◆ Problem statement
Scan the entries for the word "find". Every line that has it should be copied.

::: Records provided :::

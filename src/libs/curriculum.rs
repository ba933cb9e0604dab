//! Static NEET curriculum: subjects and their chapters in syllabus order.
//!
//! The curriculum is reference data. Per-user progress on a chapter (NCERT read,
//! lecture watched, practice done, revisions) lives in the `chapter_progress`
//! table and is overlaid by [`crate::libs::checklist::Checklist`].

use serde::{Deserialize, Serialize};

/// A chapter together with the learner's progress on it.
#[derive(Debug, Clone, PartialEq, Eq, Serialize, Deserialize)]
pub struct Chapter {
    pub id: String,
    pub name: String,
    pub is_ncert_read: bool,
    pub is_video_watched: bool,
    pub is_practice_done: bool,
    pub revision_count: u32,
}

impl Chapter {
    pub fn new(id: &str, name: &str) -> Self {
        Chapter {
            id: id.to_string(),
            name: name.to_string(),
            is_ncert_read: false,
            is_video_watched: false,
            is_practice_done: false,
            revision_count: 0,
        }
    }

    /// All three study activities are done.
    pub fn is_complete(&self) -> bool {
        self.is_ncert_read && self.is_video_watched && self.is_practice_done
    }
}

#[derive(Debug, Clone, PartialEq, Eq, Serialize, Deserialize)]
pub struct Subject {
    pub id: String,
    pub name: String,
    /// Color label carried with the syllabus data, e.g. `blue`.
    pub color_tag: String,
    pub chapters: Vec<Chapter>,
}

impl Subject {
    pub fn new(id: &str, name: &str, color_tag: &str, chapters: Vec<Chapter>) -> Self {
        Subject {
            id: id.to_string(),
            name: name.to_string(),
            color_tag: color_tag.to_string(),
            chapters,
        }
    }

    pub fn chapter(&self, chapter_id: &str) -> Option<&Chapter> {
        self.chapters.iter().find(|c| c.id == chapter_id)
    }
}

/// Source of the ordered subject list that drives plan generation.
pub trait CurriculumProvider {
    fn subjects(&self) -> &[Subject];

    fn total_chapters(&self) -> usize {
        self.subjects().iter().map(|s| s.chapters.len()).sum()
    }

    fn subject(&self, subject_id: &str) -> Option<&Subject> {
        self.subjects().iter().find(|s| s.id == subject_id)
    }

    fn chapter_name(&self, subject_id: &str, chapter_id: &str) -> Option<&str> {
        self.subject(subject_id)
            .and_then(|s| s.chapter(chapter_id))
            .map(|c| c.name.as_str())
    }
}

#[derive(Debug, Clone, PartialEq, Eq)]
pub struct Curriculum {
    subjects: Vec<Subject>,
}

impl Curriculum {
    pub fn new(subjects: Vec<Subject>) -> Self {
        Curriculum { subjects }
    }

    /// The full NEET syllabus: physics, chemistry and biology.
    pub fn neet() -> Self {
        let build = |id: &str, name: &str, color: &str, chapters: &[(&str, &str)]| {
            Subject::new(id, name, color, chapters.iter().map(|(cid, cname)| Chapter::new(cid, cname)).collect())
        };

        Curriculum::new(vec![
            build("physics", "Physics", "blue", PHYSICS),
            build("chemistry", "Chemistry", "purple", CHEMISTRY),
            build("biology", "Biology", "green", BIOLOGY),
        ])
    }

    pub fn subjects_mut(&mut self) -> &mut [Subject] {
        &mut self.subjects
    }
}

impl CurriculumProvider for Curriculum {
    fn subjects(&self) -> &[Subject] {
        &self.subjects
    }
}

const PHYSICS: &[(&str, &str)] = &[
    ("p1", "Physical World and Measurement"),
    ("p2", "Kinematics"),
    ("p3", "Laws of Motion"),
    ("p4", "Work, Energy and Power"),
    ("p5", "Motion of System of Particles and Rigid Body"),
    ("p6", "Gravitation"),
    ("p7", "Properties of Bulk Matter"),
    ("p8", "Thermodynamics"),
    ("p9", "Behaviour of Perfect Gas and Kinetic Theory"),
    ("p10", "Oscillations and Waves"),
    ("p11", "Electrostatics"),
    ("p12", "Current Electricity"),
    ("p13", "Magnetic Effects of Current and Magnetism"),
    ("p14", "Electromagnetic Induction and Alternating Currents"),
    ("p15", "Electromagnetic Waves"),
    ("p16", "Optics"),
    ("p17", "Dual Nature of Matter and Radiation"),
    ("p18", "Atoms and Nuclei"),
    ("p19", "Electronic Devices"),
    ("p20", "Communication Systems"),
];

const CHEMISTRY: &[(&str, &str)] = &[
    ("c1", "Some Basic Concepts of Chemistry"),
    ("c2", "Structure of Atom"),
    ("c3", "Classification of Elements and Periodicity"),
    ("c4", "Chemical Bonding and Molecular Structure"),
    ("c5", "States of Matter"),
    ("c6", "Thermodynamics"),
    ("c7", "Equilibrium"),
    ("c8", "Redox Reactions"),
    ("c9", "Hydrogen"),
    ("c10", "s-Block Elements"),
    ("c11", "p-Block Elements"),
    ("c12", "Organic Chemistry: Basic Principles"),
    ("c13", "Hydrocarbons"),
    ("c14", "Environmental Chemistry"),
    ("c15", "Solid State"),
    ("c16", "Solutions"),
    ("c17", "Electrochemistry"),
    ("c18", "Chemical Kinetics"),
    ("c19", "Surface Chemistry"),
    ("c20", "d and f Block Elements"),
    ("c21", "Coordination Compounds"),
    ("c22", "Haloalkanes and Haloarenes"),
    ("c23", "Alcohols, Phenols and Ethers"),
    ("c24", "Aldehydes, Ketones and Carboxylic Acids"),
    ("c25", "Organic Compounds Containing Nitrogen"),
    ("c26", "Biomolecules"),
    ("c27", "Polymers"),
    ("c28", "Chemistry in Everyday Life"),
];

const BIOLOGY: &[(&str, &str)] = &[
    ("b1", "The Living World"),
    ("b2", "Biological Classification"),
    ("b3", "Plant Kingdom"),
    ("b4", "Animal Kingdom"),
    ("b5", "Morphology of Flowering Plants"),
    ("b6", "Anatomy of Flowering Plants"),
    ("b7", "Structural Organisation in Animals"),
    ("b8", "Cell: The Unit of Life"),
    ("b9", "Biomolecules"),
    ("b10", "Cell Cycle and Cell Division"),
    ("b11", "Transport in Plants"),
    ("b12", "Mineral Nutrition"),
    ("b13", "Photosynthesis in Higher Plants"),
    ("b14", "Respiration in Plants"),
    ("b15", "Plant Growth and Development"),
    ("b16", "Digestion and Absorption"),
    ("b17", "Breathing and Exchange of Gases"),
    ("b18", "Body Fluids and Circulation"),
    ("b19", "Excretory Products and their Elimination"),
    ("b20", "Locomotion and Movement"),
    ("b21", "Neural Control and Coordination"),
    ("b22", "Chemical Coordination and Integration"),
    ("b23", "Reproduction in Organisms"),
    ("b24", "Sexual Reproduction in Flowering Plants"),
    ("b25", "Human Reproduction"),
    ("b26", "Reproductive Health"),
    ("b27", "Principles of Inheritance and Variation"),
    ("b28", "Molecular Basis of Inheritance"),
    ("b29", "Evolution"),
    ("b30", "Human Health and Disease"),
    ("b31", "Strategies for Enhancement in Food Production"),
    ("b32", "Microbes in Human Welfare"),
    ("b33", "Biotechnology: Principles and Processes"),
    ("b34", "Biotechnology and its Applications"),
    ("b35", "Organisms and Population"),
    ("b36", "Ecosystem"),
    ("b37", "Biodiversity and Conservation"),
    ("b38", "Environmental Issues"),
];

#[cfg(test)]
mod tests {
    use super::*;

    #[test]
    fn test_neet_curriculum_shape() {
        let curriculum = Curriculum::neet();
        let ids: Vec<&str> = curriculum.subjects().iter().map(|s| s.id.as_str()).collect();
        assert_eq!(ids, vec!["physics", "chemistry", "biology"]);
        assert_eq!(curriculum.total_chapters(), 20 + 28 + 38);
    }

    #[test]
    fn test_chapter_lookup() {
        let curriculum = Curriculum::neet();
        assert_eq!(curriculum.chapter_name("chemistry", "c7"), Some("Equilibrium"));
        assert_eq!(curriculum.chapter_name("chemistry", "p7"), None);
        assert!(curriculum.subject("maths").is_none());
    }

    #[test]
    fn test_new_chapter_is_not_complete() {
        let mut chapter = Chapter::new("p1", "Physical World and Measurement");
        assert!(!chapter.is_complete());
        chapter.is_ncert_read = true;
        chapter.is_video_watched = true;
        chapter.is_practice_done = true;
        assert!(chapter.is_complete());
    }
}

:::

◆ Reply to the task
        self.chapters.iter().find(|c| c.id == chapter_id)
        self.subjects().iter().find(|s| s.id == subject_id)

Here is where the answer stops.